● Exercise instructions
In the material below, which lines hold the word "declares"? Pick each one out.

● Records shown
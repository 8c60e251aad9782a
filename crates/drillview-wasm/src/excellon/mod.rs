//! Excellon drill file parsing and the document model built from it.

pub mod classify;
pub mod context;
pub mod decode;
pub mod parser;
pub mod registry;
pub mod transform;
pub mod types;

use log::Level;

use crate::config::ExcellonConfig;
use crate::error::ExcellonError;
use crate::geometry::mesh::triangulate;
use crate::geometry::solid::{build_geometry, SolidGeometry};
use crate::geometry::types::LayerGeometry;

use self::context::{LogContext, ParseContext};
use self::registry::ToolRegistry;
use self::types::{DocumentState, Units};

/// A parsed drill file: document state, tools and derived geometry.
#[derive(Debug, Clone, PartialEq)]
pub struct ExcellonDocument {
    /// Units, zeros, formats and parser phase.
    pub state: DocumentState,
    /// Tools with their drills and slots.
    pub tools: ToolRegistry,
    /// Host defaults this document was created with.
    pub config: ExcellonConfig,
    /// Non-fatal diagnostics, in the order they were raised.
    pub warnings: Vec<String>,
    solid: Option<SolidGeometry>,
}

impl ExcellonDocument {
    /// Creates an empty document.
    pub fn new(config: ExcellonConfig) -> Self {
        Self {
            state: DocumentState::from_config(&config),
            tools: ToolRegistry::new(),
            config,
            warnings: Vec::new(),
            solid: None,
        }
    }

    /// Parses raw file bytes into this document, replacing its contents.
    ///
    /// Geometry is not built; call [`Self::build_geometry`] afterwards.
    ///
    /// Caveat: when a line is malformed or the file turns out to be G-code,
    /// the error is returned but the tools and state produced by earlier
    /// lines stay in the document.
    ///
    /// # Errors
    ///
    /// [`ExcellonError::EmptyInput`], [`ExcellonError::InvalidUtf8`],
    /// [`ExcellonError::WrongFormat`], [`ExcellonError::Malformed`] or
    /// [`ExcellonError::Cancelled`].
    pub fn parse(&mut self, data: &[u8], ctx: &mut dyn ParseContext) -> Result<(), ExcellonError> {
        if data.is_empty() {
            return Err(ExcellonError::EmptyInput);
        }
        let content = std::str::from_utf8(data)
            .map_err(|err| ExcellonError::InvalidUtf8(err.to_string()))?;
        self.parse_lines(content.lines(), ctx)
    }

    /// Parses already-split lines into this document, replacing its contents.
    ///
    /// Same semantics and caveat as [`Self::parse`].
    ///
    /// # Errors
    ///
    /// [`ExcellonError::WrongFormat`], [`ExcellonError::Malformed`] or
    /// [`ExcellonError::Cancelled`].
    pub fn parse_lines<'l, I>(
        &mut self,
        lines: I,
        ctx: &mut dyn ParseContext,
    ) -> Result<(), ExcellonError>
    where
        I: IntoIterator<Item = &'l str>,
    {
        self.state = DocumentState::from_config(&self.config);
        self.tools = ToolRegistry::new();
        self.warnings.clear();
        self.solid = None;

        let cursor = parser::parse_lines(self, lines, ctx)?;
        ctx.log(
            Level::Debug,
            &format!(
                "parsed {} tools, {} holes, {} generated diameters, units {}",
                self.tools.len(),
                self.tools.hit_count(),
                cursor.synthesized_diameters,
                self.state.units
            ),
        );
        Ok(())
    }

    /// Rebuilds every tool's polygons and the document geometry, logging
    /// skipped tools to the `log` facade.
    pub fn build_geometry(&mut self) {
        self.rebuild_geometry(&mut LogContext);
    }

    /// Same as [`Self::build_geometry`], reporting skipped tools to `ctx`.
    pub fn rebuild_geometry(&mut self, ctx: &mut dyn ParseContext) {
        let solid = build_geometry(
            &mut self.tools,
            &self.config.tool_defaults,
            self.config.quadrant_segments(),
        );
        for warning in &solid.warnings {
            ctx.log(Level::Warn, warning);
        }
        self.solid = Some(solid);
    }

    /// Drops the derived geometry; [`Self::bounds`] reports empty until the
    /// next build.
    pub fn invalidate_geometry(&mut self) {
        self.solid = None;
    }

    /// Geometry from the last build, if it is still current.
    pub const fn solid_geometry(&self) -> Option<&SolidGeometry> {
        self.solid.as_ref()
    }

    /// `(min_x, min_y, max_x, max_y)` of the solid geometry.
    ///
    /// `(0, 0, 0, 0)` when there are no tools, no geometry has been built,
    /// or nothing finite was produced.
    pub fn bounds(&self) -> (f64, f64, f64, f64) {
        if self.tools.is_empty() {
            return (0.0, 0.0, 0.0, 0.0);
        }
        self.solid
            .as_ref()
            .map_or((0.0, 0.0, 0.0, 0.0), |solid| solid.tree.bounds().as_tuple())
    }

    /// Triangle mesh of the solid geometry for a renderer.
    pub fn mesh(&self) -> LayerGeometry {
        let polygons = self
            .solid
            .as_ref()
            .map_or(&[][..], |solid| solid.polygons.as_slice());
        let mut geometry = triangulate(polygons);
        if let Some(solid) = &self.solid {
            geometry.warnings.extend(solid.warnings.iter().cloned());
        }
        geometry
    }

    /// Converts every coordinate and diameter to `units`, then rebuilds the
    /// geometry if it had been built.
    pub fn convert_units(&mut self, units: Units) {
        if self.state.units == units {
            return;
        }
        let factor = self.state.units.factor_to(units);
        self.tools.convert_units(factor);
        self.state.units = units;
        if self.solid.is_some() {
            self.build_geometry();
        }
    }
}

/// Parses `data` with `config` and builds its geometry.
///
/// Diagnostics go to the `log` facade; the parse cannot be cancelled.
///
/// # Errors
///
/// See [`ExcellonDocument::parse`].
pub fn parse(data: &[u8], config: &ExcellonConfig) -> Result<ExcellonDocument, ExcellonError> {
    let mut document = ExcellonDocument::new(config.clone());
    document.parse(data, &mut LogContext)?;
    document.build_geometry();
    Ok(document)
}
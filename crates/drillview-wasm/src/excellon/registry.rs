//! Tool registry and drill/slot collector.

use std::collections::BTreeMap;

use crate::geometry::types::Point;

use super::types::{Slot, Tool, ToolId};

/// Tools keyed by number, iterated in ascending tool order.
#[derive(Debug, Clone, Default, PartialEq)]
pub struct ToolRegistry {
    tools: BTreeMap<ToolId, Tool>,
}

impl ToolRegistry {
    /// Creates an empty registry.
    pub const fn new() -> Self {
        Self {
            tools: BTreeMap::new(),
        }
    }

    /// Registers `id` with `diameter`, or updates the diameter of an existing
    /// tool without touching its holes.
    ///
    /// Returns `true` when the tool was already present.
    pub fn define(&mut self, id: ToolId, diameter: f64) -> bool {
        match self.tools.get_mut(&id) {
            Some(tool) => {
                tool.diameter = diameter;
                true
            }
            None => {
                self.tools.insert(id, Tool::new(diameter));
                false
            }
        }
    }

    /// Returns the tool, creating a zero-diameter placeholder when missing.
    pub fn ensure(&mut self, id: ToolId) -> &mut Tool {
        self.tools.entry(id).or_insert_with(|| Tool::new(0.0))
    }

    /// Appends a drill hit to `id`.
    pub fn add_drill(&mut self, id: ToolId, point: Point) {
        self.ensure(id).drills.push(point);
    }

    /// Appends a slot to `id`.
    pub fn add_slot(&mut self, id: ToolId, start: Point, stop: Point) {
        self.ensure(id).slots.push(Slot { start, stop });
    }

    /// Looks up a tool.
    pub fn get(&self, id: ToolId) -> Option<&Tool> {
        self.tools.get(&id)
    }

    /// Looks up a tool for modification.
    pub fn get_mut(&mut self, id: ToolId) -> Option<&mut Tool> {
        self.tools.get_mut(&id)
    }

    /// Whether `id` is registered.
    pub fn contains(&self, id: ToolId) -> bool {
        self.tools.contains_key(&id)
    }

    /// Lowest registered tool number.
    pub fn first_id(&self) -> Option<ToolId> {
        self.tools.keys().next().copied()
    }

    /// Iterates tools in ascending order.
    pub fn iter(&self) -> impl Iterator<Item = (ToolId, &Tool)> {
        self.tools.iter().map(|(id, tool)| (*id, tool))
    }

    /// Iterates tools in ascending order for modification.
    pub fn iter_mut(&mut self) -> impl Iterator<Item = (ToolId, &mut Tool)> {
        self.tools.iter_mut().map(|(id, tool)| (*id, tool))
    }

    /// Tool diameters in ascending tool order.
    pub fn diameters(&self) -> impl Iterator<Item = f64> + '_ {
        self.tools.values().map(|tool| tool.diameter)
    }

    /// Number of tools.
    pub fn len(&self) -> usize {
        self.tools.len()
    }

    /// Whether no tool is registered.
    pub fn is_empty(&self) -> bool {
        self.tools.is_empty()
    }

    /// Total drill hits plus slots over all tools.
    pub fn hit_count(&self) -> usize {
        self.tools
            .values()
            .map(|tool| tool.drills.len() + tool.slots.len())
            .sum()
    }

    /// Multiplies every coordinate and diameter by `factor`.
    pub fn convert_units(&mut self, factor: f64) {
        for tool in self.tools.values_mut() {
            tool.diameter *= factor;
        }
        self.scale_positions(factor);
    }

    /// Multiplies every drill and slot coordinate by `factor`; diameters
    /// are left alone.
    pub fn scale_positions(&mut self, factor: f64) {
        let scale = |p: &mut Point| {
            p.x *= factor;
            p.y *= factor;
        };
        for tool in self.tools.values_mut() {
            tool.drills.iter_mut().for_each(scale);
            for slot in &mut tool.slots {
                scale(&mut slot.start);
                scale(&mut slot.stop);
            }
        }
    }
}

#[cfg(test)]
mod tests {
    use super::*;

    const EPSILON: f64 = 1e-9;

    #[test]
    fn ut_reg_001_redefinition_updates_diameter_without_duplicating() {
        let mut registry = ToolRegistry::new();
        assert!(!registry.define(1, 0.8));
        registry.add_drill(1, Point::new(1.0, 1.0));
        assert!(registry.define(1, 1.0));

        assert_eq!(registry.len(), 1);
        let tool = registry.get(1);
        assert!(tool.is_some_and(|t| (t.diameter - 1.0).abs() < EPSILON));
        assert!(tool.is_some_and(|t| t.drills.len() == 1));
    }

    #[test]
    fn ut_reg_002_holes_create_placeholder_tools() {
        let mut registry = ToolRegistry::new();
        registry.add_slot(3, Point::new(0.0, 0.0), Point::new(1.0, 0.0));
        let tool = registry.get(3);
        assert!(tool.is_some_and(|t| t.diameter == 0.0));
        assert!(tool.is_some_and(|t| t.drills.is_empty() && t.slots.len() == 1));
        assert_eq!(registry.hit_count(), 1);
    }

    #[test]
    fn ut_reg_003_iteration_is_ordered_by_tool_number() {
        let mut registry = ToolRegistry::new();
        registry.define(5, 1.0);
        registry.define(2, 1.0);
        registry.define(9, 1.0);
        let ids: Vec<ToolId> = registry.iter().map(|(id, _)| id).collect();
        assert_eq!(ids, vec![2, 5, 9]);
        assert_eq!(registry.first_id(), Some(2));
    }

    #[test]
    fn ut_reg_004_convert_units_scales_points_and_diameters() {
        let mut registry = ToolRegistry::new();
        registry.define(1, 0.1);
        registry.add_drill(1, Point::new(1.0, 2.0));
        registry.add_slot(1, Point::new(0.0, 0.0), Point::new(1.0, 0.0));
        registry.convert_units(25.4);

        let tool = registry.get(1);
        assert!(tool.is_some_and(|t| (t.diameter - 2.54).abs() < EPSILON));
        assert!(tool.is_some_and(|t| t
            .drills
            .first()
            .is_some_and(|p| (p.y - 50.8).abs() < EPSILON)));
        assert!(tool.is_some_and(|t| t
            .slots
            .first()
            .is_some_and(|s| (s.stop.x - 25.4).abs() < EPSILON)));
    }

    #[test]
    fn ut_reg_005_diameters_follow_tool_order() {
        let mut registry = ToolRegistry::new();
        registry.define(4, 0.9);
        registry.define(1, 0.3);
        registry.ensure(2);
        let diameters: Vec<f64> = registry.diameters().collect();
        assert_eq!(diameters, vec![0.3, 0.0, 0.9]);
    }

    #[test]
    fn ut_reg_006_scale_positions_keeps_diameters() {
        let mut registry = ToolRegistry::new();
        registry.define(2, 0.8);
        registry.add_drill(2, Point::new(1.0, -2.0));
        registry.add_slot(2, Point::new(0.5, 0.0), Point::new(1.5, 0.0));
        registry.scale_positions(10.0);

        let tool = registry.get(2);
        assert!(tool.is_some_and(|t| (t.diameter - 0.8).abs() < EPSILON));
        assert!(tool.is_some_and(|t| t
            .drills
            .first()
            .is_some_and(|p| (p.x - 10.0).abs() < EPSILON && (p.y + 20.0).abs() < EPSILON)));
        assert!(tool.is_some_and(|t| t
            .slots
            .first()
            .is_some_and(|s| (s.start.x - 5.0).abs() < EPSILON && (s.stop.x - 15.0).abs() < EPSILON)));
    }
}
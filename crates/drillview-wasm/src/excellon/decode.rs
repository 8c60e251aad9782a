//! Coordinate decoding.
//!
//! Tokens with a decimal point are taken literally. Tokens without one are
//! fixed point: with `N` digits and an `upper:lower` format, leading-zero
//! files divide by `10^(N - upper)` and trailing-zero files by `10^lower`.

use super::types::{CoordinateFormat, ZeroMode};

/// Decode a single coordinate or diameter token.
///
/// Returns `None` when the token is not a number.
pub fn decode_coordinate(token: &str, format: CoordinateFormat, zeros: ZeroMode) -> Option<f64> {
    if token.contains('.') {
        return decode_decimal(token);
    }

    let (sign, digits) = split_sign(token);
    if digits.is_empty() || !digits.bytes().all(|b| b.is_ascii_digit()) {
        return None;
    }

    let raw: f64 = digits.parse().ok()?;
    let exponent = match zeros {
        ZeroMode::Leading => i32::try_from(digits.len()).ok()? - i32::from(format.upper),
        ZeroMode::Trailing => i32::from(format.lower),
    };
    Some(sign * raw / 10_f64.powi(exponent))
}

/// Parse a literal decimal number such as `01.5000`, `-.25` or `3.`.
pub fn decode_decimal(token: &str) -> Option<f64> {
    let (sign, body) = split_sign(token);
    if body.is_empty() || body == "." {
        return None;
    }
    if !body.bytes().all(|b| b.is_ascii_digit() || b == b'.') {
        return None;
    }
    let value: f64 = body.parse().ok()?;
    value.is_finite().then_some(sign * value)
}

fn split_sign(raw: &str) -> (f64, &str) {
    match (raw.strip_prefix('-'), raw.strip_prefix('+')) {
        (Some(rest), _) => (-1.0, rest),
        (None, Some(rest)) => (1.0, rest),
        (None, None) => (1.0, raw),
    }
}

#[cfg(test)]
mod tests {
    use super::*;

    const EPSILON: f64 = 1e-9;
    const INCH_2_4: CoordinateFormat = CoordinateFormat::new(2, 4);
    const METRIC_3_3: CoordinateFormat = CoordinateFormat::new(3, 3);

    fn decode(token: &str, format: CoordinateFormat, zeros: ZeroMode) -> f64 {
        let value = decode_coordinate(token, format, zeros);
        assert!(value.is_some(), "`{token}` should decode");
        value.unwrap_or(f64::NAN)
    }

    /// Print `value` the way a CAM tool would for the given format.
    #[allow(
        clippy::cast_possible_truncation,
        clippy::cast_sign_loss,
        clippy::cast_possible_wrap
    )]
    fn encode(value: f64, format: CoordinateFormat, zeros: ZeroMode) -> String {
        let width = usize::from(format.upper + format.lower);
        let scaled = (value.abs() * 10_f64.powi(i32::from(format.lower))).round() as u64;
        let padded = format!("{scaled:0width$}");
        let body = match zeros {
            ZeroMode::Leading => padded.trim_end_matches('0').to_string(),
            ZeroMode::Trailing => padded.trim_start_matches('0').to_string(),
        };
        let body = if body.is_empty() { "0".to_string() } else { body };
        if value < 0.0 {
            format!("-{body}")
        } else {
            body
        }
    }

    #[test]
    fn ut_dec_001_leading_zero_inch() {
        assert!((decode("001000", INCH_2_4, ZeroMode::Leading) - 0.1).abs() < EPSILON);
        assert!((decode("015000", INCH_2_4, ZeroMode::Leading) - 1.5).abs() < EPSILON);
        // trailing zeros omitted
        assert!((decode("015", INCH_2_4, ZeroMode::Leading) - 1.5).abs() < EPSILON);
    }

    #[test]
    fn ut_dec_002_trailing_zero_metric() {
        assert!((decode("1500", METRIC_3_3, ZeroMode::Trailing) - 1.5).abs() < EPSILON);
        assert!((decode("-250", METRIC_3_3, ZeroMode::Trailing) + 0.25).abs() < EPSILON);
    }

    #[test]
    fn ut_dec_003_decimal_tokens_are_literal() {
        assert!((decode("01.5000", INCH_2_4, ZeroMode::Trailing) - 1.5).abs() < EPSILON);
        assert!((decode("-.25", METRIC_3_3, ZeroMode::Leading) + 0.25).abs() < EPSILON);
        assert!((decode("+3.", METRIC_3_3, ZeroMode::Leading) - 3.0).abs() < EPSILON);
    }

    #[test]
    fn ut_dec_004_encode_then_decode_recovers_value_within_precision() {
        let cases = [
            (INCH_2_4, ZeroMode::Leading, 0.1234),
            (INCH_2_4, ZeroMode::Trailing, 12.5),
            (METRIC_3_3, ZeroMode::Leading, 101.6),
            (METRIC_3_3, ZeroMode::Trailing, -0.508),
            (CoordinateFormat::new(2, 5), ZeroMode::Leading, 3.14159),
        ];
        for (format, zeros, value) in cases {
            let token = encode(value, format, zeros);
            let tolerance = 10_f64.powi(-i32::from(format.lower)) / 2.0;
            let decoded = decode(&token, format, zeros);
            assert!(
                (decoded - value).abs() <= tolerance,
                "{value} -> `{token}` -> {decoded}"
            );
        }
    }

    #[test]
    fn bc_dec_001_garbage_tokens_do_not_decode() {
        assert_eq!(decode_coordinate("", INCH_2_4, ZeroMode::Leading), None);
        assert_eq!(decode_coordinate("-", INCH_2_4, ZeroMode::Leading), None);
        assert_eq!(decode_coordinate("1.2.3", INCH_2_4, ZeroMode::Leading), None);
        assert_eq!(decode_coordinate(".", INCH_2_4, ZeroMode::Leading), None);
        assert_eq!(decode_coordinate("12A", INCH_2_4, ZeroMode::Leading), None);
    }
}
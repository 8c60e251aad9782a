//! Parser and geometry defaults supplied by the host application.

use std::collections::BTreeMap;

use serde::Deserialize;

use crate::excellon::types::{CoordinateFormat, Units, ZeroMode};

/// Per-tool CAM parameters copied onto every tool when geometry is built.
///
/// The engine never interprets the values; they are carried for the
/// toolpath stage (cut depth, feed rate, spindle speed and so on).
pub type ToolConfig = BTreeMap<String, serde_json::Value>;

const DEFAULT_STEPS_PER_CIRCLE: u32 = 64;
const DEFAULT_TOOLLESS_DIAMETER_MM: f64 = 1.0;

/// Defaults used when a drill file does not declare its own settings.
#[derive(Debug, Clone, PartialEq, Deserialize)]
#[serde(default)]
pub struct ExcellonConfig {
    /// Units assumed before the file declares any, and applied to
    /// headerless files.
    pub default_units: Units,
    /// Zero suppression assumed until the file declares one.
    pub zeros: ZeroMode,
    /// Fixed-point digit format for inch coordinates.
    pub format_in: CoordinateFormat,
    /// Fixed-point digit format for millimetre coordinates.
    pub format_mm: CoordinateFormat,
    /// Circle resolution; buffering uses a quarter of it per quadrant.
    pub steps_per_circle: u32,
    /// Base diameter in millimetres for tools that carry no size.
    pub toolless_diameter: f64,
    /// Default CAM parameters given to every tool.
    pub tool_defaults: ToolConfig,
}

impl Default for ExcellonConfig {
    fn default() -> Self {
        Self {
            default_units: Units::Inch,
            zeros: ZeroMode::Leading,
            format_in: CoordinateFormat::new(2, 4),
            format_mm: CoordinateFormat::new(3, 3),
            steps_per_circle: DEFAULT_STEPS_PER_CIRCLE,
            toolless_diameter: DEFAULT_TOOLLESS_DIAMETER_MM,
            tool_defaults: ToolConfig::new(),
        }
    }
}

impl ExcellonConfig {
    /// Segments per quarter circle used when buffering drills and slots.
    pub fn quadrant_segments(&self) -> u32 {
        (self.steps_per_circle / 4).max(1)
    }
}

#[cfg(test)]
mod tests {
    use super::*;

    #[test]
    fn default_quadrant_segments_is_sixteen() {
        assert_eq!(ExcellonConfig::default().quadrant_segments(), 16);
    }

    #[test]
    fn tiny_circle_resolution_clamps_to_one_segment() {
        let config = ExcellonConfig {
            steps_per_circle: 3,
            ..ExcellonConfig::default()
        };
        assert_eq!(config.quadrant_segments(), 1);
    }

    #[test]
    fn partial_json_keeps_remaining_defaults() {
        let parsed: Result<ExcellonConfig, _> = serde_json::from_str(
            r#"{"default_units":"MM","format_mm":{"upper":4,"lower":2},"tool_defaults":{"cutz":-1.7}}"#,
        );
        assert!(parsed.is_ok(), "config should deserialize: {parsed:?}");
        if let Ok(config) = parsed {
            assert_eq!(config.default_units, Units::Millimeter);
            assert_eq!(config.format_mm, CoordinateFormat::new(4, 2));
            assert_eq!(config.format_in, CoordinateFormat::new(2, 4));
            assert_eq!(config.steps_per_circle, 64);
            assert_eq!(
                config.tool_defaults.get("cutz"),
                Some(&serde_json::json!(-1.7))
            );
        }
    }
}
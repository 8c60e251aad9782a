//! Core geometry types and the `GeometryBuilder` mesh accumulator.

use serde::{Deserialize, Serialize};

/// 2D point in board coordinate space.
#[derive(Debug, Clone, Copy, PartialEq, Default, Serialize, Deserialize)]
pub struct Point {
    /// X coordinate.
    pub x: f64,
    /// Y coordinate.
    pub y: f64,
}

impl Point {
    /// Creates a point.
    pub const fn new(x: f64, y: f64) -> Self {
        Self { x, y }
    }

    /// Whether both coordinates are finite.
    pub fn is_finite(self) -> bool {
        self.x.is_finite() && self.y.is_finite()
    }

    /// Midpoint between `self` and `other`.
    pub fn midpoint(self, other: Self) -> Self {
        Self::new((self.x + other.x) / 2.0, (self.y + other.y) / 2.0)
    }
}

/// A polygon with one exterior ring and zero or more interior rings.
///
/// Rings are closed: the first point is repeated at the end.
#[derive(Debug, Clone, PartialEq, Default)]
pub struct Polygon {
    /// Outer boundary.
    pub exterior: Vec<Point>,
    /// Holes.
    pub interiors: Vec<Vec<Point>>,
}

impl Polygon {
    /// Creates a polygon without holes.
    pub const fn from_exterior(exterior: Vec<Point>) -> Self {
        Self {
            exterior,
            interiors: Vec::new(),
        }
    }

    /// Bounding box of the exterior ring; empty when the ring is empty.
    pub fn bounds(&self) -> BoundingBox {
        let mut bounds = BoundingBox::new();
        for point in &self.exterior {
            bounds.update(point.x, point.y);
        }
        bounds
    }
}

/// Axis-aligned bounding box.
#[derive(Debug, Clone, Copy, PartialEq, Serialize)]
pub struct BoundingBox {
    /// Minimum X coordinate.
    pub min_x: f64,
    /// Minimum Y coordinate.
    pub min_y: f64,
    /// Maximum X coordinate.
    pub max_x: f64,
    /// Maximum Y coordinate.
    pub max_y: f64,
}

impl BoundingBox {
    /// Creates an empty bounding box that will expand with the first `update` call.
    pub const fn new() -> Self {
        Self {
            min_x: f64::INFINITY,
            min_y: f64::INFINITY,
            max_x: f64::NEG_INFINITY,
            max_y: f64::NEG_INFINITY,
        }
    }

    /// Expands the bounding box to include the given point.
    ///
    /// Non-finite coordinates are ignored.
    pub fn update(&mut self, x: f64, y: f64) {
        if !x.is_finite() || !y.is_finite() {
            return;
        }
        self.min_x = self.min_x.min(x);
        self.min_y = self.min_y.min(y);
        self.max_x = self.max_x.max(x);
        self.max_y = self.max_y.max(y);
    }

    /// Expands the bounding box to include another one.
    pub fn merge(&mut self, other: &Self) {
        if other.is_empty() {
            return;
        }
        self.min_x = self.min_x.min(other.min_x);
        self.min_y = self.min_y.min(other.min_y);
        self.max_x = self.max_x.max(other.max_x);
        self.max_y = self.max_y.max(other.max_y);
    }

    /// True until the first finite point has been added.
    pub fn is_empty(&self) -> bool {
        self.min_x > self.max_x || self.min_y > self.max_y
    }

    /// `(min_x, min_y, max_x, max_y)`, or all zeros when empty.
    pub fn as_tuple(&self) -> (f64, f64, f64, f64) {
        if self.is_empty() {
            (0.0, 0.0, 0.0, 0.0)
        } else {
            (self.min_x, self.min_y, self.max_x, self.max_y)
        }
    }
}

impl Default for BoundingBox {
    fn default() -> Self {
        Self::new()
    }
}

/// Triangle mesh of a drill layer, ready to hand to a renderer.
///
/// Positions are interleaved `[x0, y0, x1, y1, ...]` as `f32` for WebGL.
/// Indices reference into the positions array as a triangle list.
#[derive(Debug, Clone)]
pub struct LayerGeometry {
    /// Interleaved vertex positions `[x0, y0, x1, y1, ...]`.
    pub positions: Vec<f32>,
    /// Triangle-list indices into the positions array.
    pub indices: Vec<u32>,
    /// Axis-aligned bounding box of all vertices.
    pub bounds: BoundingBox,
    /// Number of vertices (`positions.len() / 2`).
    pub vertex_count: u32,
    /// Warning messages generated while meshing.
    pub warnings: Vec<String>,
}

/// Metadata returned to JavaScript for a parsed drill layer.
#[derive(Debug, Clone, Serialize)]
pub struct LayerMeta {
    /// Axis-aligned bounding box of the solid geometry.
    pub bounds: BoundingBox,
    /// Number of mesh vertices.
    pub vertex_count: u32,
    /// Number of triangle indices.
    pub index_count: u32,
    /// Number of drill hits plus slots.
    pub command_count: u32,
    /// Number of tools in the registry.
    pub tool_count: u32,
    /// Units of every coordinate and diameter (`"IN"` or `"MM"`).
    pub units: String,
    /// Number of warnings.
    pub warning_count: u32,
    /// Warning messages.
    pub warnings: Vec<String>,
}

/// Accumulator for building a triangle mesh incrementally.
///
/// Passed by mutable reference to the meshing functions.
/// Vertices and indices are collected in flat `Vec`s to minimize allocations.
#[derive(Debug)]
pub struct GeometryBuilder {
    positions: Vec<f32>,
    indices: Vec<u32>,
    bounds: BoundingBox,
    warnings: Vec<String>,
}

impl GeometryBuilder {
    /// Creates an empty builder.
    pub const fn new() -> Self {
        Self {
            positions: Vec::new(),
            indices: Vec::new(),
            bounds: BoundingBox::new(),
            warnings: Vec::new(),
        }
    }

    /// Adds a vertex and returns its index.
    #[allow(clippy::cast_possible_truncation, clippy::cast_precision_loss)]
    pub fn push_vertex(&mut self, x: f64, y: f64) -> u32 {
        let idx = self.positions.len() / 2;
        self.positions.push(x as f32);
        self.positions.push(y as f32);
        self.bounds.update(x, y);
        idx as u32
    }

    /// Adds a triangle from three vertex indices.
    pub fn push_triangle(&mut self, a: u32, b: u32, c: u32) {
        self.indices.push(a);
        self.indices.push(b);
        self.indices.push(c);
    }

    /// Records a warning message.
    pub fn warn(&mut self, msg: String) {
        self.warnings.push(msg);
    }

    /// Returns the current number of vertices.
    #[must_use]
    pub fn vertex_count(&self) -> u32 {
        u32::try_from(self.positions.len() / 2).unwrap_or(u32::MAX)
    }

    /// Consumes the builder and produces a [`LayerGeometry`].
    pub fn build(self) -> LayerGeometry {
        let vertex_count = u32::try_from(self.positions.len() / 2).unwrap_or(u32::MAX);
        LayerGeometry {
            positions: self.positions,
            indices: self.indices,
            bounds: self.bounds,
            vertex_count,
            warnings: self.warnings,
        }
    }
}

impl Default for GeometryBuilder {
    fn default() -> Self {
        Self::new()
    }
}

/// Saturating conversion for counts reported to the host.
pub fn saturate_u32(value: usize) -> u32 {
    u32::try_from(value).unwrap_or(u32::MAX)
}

● Output of the task
    /// Units assumed before the file declares any, and applied to
    /// Zero suppression assumed until the file declares one.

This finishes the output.